The ECS Cluster resource is a simple grouping for the other ECS resources to be created. The cluster created in this stack holds the tasks and service that implement the actual solution. Finally, in the AWS Management Console, the cluster is the entry point to find info about your ECS resources.

AWS::ECS::TaskDefinition

"fargateDemoTaskDefinition": {
    "Type": "AWS::ECS::TaskDefinition",
    "Properties": {
        "ContainerDefinitions": [
            {
                "Essential": "true",
                "Image": { "Ref": "taskImage" },
                "LogConfiguration": {
                    "LogDriver": "awslogs",
                    "Options": {
                        "awslogs-group": {
                            "Ref": "cloudwatchLogsGroup"
                        },
                        "awslogs-region": {
                            "Ref": "AWS::Region"
                        },
                        "awslogs-stream-prefix": "fargate-demo-app"
                    }
                },
                "Name": "fargate-demo-app",
                "PortMappings": [
                    {
                        "ContainerPort": 80
                    }
                ]
            }
        ],
        "ExecutionRoleArn": {"Fn::ImportValue": "fargateDemoRoleArnV1"},
        "Family": {
            "Fn::Join": [
                "",
                [ { "Ref": "AWS::StackName" }, "-fargate-demo-app" ]
            ]
        },
        "NetworkMode": "awsvpc",
        "RequiresCompatibilities" : [ "FARGATE" ],
        "TaskRoleArn": {"Fn::ImportValue": "fargateDemoRoleArnV1"},
        "Cpu": { "Ref": "cpuAllocation" },
        "Memory": { "Ref": "memoryAllocation" }
    }
}

The ECS Task Definition is where we specify and configure the container. Interesting things to note are the CPU and memory configuration items. It is important to note the valid combinations for CPU/memory settings, as shown in the following table.

CPUMemory
0.25 vCPU0.5 GB, 1 GB, and 2 GB
0.5 vCPUMin. 1 GB and Max. 4 GB, in 1-GB increments
1 vCPUMin. 2 GB and Max. 8 GB, in 1-GB increments
2 vCPUMin. 4 GB and Max. 16 GB, in 1-GB increments
4 vCPUMin. 8 GB and Max. 30 GB, in 1-GB increments

AWS::ECS::Service

"fargateDemoService": {
     "Type": "AWS::ECS::Service",
     "DependsOn": [
         "fargateDemoALBListener"
     ],
     "Properties": {
         "Cluster": { "Ref": "ECSCluster" },
         "DesiredCount": { "Ref": "minimumCount" },
         "LaunchType": "FARGATE",
         "LoadBalancers": [
             {
                 "ContainerName": "fargate-demo-app",
                 "ContainerPort": "80",
                 "TargetGroupArn": { "Ref": "fargateDemoTargetGroup" }
             }
         ],
         "NetworkConfiguration":{
             "AwsvpcConfiguration":{
                 "SecurityGroups": [
                     { "Ref":"fargateDemoSecuityGroup" }
                 ],
                 "Subnets":[
                    {"Fn::ImportValue": "privateSubnetOneV1"},
                    {"Fn::ImportValue": "privateSubnetTwoV1"},
                    {"Fn::ImportValue": "privateSubnetThreeV1"}
                 ]
             }
         },
         "TaskDefinition": { "Ref":"fargateDemoTaskDefinition" }
     }
}

The ECS Service resource is how we can configure where and how many instances of tasks are executed to solve our problem.

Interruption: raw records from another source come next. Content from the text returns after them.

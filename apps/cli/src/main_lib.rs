use std::sync::Arc;

use shelfscan_book_data::provider::amazon::DEFAULT_CDN_URL;
use shelfscan_book_data::{
    AmazonCoverClient, AmazonProvider, BookResolver, CoverCheck, GoogleBooksProvider,
    ImageUrlValidator, OpenBdProvider,
};
use tracing_subscriber::{fmt, layer::SubscriberExt, util::SubscriberInitExt, EnvFilter};

use crate::config::Config;

pub fn init_tracing(log_format: &str) {
    let filter = EnvFilter::try_from_default_env().unwrap_or_else(|_| EnvFilter::new("info"));
    let registry = tracing_subscriber::registry().with(filter);

    if log_format.eq_ignore_ascii_case("json") {
        registry
            .with(fmt::layer().json().with_current_span(false).with_writer(std::io::stderr))
            .init();
    } else {
        registry
            .with(fmt::layer().with_target(true).with_writer(std::io::stderr))
            .init();
    }
}

pub fn build_cover_client(config: &Config) -> AmazonCoverClient {
    AmazonCoverClient::new().with_urls(&config.amazon_url, DEFAULT_CDN_URL)
}

pub fn build_resolver(config: &Config) -> BookResolver {
    let amazon = AmazonProvider::new()
        .with_base_url(&config.amazon_url)
        .with_timeout(config.http_timeout)
        .with_cover_client(build_cover_client(config));
    let google = GoogleBooksProvider::new(config.google_books_api_key.clone())
        .with_base_url(&config.google_books_url)
        .with_timeout(config.http_timeout);
    let openbd = OpenBdProvider::with_base_url(&config.openbd_url).with_timeout(config.http_timeout);

    let covers: Arc<dyn CoverCheck> = if config.verify_covers {
        Arc::new(ImageUrlValidator::new())
    } else {
        Arc::new(ImageUrlValidator::extension_only())
    };

    tracing::debug!(
        "Sources: amazon={} google_books={} openbd={} (timeout {:?}, verify covers: {})",
        config.amazon_url,
        config.google_books_url,
        config.openbd_url,
        config.http_timeout,
        config.verify_covers
    );

    BookResolver::new(Arc::new(amazon), Arc::new(google), Arc::new(openbd), covers)
}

In this case, we see that there are at least minimumCount instances of the task running in any of three private subnets in our VPC.

Conclusion

Deploying this algorithm on AWS using containers and Fargate allowed us to start running the application at scale with low support overhead. This has resulted in faster turnaround time with fewer staff and a concomitant reduction in cost.

“We are very excited with the deployment of Polaris, the autoscoring of the marker lab genotyping data using AWS technologies. This key technology deployment has enhanced performance, scalability, and efficiency of our global labs to deliver over 1.4 Billion data points annually to our key customers in Plant Breeding and Integrated Operations.”

Sandra Milach, Director of Systems and Innovations for Breeding and Seed Products.

We are distributing this solution to all our worldwide laboratories to harmonize data quality, and speed. We hope this enables an increase in the velocity of genetic gain to increase yields of crops for farmers around the world.

You can learn more about the work we do at Corteva at www.corteva.com.

Try it yourself:

The snippets above are instructive but not complete. We have published two repositories on GitHub that you can explore to see how we built this solution:

Note: the components in these repos do not include our production code, but they show you how this works using Amazon ECS and AWS Fargate.

EC2 Fleet – Manage Thousands of On-Demand and Spot Instances with One Request

Post Syndicated from Jeff Barr original https://aws.amazon.com/blogs/aws/ec2-fleet-manage-thousands-of-on-demand-and-spot-instances-with-one-request/

EC2 Spot Fleets are really cool. You can launch a fleet of Spot Instances that spans EC2 instance types and Availability Zones without having to write custom code to discover capacity or monitor prices. You can set the target capacity (the size of the fleet) in units that are meaningful to your application and have Spot Fleet create and then maintain the fleet on your behalf. Our customers are creating Spot Fleets of all sizes. For example, one financial service customer runs Monte Carlo simulations across 10 different EC2 instance types. They routinely make requests for hundreds of thousands of vCPUs and count on Spot Fleet to give them access to massive amounts of capacity at the best possible price.

EC2 Fleet
Today we are extending and generalizing the set-it-and-forget-it model that we pioneered in Spot Fleet with EC2 Fleet, a new building block that gives you the ability to create fleets that are composed of a combination of EC2 On-Demand, Reserved, and Spot Instances with a single API call. You tell us what you need, capacity and instance-wise, and we’ll handle all the heavy lifting. We will launch, manage, monitor and scale instances as needed, without the need for scaffolding code.

You can specify the capacity of your fleet in terms of instances, vCPUs, or application-oriented units, and also indicate how much of the capacity should be fulfilled by Spot Instances. The application-oriented units allow you to specify the relative power of each EC2 instance type in a way that directly maps to the needs of your application. All three capacity specification options (instances, vCPUs, and application-oriented units) are known as weights.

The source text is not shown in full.